La fuite de données chez Desjardins, la plus importante à ce jour dans le secteur bancaire canadien, est due à un ensemble de lacunes administratives et technologiques qui ont permis à un employé du marketing d’exploiter les failles du système pendant 26 mois, concluent les commissaires à la protection de la vie privée du Québec et du Canada.

Les deux organisations présentaient ce lundi matin les conclusions de leurs rapports d’enquête respectifs au sujet de cette fuite qui a touché au total 9,7 millions de personnes, dont 7 millions de Québécois et Québécoises.

Le rapport d’enquête de la Commission d’accès à l’information précise que l’employé du marketing qui a subtilisé les données n’avait pas accès au répertoire de données bancaires confidentielles de Desjardins, mais pouvait par contre consulter les données confidentielles de crédit de l’entreprise.

L’employé avait également accès, à partir de son poste de travail, à un répertoire partagé accessible à l’ensemble de l’équipe de marketing, où se trouvaient des renseignements personnels confidentiels que tous les employés du département pouvaient consulter à des fins de recherche, peu importe leurs droits d’accès aux données. « C’est comme ça qu’il a pu avoir accès à de l’information confidentielle à laquelle il n’avait normalement pas accès », a précisé Me Diane Poitras, présidente de la Commission d’accès à l’information.

Ports USB ouverts

« L’Employé a pu, à l’aide de ses propres scripts, compiler les données des entrepôts de données auxquelles il avait accès avec celles auxquelles il n’avait pas accès. Il a alors pu constituer des fichiers d’extraction qu’il a fait transiter sur son poste de travail, conclut le rapport. Par la suite, il a pu les exporter sur des périphériques amovibles de stockage de type clés USB. »
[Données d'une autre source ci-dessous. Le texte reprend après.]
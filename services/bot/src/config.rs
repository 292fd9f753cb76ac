//! services/bot/src/config.rs
//!
//! Defines the application's configuration structure and loading logic.
//!
//! All configuration is loaded from environment variables at startup. The `.env`
//! file is used for local development.

use tracing::Level;

/// A custom error type for configuration loading failures.
#[derive(Debug, thiserror::Error)]
pub enum ConfigError {
    #[error("Missing the environment variable {0}")]
    MissingVar(String),
    #[error("Invalid value for the environment variable {0}: {1}")]
    InvalidValue(String, String),
}

/// Holds all configuration loaded from the environment at startup.
#[derive(Clone, Debug)]
pub struct Config {
    pub telegram_bot_token: String,
    pub openai_api_key: String,
    pub aws_region: String,
    pub dynamo_table_name: String,
    pub s3_bucket: String,
    pub log_level: Level,
    pub chat_model: String,
    pub vision_model: String,
    /// Overrides the built-in stylist system prompt when set.
    pub base_prompt: Option<String>,
    /// Overrides the built-in wardrobe-photo analysis prompt when set.
    pub image_analysis_prompt: Option<String>,
    /// Lifetime of presigned photo URLs sent in outfit media groups.
    pub presign_ttl_secs: u64,
}

impl Config {
    /// Loads configuration from environment variables.
    ///
    /// It will look for a `.env` file in the current directory for development,
    /// but this is skipped in test environments to ensure tests are hermetic.
    pub fn from_env() -> Result<Self, ConfigError> {
        // Only load from .env in non-test mode to avoid contamination.
        if !cfg!(test) {
            dotenvy::dotenv().ok();
        }

        // --- Required Secrets and Resource Names ---
        let telegram_bot_token = require_var("TELEGRAM_BOT_TOKEN")?;
        let openai_api_key = require_var("OPENAI_API_KEY")?;
        let dynamo_table_name = require_var("DYNAMO_TABLE_NAME")?;
        let s3_bucket = require_var("S3_BUCKET")?;

        let aws_region = std::env::var("AWS_REGION").unwrap_or_else(|_| "eu-central-1".to_string());

        let log_level_str = std::env::var("RUST_LOG").unwrap_or_else(|_| "INFO".to_string());
        let log_level = log_level_str.parse::<Level>().map_err(|_| {
            ConfigError::InvalidValue(
                "RUST_LOG".to_string(),
                format!("'{}' is not a valid log level", log_level_str),
            )
        })?;

        // --- Model Settings ---
        let chat_model = std::env::var("CHAT_MODEL").unwrap_or_else(|_| "gpt-4o".to_string());
        let vision_model = std::env::var("VISION_MODEL").unwrap_or_else(|_| "gpt-4o".to_string());

        // --- Prompt Overrides ---
        let base_prompt = std::env::var("BASE_PROMPT").ok();
        let image_analysis_prompt = std::env::var("PROMPT_IMAGE_ANALYSIS").ok();

        let presign_ttl_secs = match std::env::var("PRESIGN_TTL_SECS") {
            Ok(raw) => raw.parse::<u64>().map_err(|_| {
                ConfigError::InvalidValue(
                    "PRESIGN_TTL_SECS".to_string(),
                    format!("'{}' is not a number of seconds", raw),
                )
            })?,
            Err(_) => 3600,
        };

        Ok(Self {
            telegram_bot_token,
            openai_api_key,
            aws_region,
            dynamo_table_name,
            s3_bucket,
            log_level,
            chat_model,
            vision_model,
            base_prompt,
            image_analysis_prompt,
            presign_ttl_secs,
        })
    }
}

fn require_var(name: &str) -> Result<String, ConfigError> {
    std::env::var(name).map_err(|_| ConfigError::MissingVar(name.to_string()))
}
« Desjardins reconnaît que l’utilisation des dépôts de données dans les répertoires partagés de l’équipe marketing était contraire aux encadrements en place au moment de l’incident et aux meilleures pratiques de travail », lit-on dans le document de 22 pages.

La commissaire Diane Poitras a souligné qu’aucun blocage des ports USB des ordinateurs n’avait été mis en place et que les employés pouvaient télécharger sans limites de contenu ce qui se trouvait sur les bases de données auxquelles ils avaient accès. « Desjardins reconnaît que l’utilisation des dépôts de données dans les répertoires partagés de l’équipe marketing était contraire aux encadrements en place au moment de l’incident et aux meilleures pratiques de travail », lit-on dans le document de 22 pages.

La fuite a eu lieu pendant 26 mois sans que Desjardins ne s’en rende compte. Mais selon l’enquête, l’entreprise savait, à la suite de rapports de vérification internes, que le fait que les employés pouvaient accéder aux ports USB de ses ordinateurs représentait une vulnérabilité importante. « Malgré le fait que Desjardins était au courant de cette menace, elle n’a pas agi de façon diligente. Pour nous ce n’est pas acceptable », a commenté Me Poitras.

Manque de prudence

Compte tenu de la quantité de données détenues par Desjardins et de la sensibilité de celles-ci, Desjardins aurait dû avoir des « systèmes proactifs » en place pour déceler les transferts anormaux, estime le commissaire fédéral à la protection de la vie privée.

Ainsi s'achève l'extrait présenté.